Michael Jackson’s first release as a solo performer was the ballad Got To Be There,” which became a major hit in both the UK and the US. He also had success with a cover of Bobby Day’s rock ‘n’ roll song “Rockin’ Robin,” which topped the US charts in 1972, and the sentimental film theme “Ben,” which achieved the same feat later that year. Motown took advantage of Jackson’s popularity by releasing a series of albums that mixed material aimed at the teenage market with some of the label’s classic songs. They also had many unreleased tracks, which were eventually released in the 1980s to capitalize on the success of his Epic recordings. As the Jackson Five’s sales declined in the mid-1970s, Michael’s solo career was put on hold, and he continued to focus his talents on the group after they rebranded as the Jacksons in 1976.
He re-entered the public eye with a starring role in the film musical The Wiz, collaborating on the soundtrack album with Quincy Jones. Their partnership was renewed in 1979 when Jones produced ‘Off The Wall,’ a successful collection of contemporary soul material that introduced the world to the adult Michael Jackson. In his new incarnation, Jackson retained the vocal flexibility of old but added a new element of sophistication and maturity. The album topped the charts in the UK and USA and contained two number one singles, ‘Don’t Stop Till You Get Enough’ (for which Jackson won a Grammy award) and ‘Rock With You.’ Meanwhile, Motown reissued a recording from the mid-70s, ‘One Day In Your Life,’ which topped the UK charts. Jackson continued to tour and record with the Jacksons after this solo success, while media speculation grew about his private life.

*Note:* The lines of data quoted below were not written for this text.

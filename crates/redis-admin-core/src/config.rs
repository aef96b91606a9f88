//! Admin configuration
//!
//! The whole configuration surface is one TOML document. Every field has a
//! default, so an empty file describes a single `default` server on
//! `127.0.0.1:6379/0`:
//!
//! ```toml
//! socket_timeout = 0.3
//! crop_size = 150
//! json_key_re = "^json:"
//! base64_key_re = "^b64:"
//! sentinels = [["sentinel-a", 26379], ["sentinel-b", 26379]]
//!
//! [servers.cache]
//! host = "cache.internal"
//! db = 2
//!
//! [servers.sessions]
//! master = { host = "sessions-primary" }
//! slave = { host = "sessions-replica" }
//!
//! [servers.queue]
//! service_name = "queue"
//! meta = { verbose_name = "Job queue" }
//! ```

use crate::{AdminError, Result};
use serde::{Deserialize, Serialize};
use std::collections::BTreeMap;
use std::path::{Path, PathBuf};
use std::time::Duration;

/// Socket timeout used when neither the server nor the Sentinel options set one
pub const DEFAULT_SOCKET_TIMEOUT_SECS: f64 = 0.3;
/// Characters shown in list views before a value is cropped
pub const DEFAULT_CROP_SIZE: usize = 150;
/// Rows per list page
pub const DEFAULT_LIST_PER_PAGE: usize = 100;
/// Name of the JSON codec used when none is configured
pub const DEFAULT_JSON_CODEC: &str = "serde_json";
/// Server configured when the `servers` table is missing
pub const DEFAULT_SERVER_NAME: &str = "default";
/// Environment variable overriding the configuration file location
pub const CONFIG_PATH_ENV: &str = "REDIS_ADMIN_CONFIG";

/// Complete admin configuration
#[derive(Debug, Clone, PartialEq, Serialize, Deserialize)]
#[serde(default)]
pub struct AdminConfig {
    /// Default socket timeout in seconds
    pub socket_timeout: f64,
    /// Maximum characters of a value shown before cropping
    pub crop_size: usize,
    /// Keys matching this pattern get their string values JSON-parsed
    pub json_key_re: String,
    /// Keys matching this pattern get their string values base64-decoded
    pub base64_key_re: String,
    /// Name of the JSON codec (see `json_codec_by_name`)
    pub json_codec: String,
    /// Rows per list page; one extra row is fetched to detect a next page
    pub list_per_page: usize,
    /// Sentinel endpoints as `(host, port)` pairs
    pub sentinels: Vec<(String, u16)>,
    /// Options applied to connections handed out by Sentinel
    pub sentinel_options: SentinelOptions,
    /// Configured servers by logical name. Each gets its own admin binding.
    pub servers: BTreeMap<String, ServerSpec>,
}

He was increasingly portrayed as a figure trapped in eternal childhood, surrounded by toys and pets, and insulated from the traumas of the real world. This image was consolidated when he narrated an album based on the 1982 fantasy film ET – The Extra Terrestrial. The record was quickly withdrawn because of legal complications but still won Jackson another Grammy award. In 1982, ‘Thriller,’ Jackson’s second album with Quincy Jones, was released and went on to become one of the most commercially successful albums of all time. It also produced a run of successful hit singles, each accompanied by a promotional video that widened the scope of the genre. ‘The Girl Is Mine,’ a duet with Paul McCartney, began the sequence in a relatively subdued style. It reached number 1 in the USA and UK but merely set the scene for ‘Billie Jean,’ an effortless mix of disco and pop that spawned a series of answer records from other artists.
The accompanying video was equally spectacular, portraying Jackson as a master of dance, a magician who could transform lives, and a shadowy figure who lived outside the everyday world. Its successor, ‘Beat It’, established another precedent, with its determinedly rock-flavored guitar solo by Eddie Van Halen making it the first black record to receive rotation airplay on the MTV video station. Its promo film involved Jackson at the center of a choreographed street battle, a conscious throwback to the set pieces of West Side Story. However, even this was a modest effort compared to ‘Thriller’, a rather mannered piece of disco-funk accompanied by a stunning long-form video that placed Jackson in a parade of Halloween horrors. This promo clip spawned a follow-up, ‘The Making Of ‘Thriller’, which in turn sold more copies than any other home video.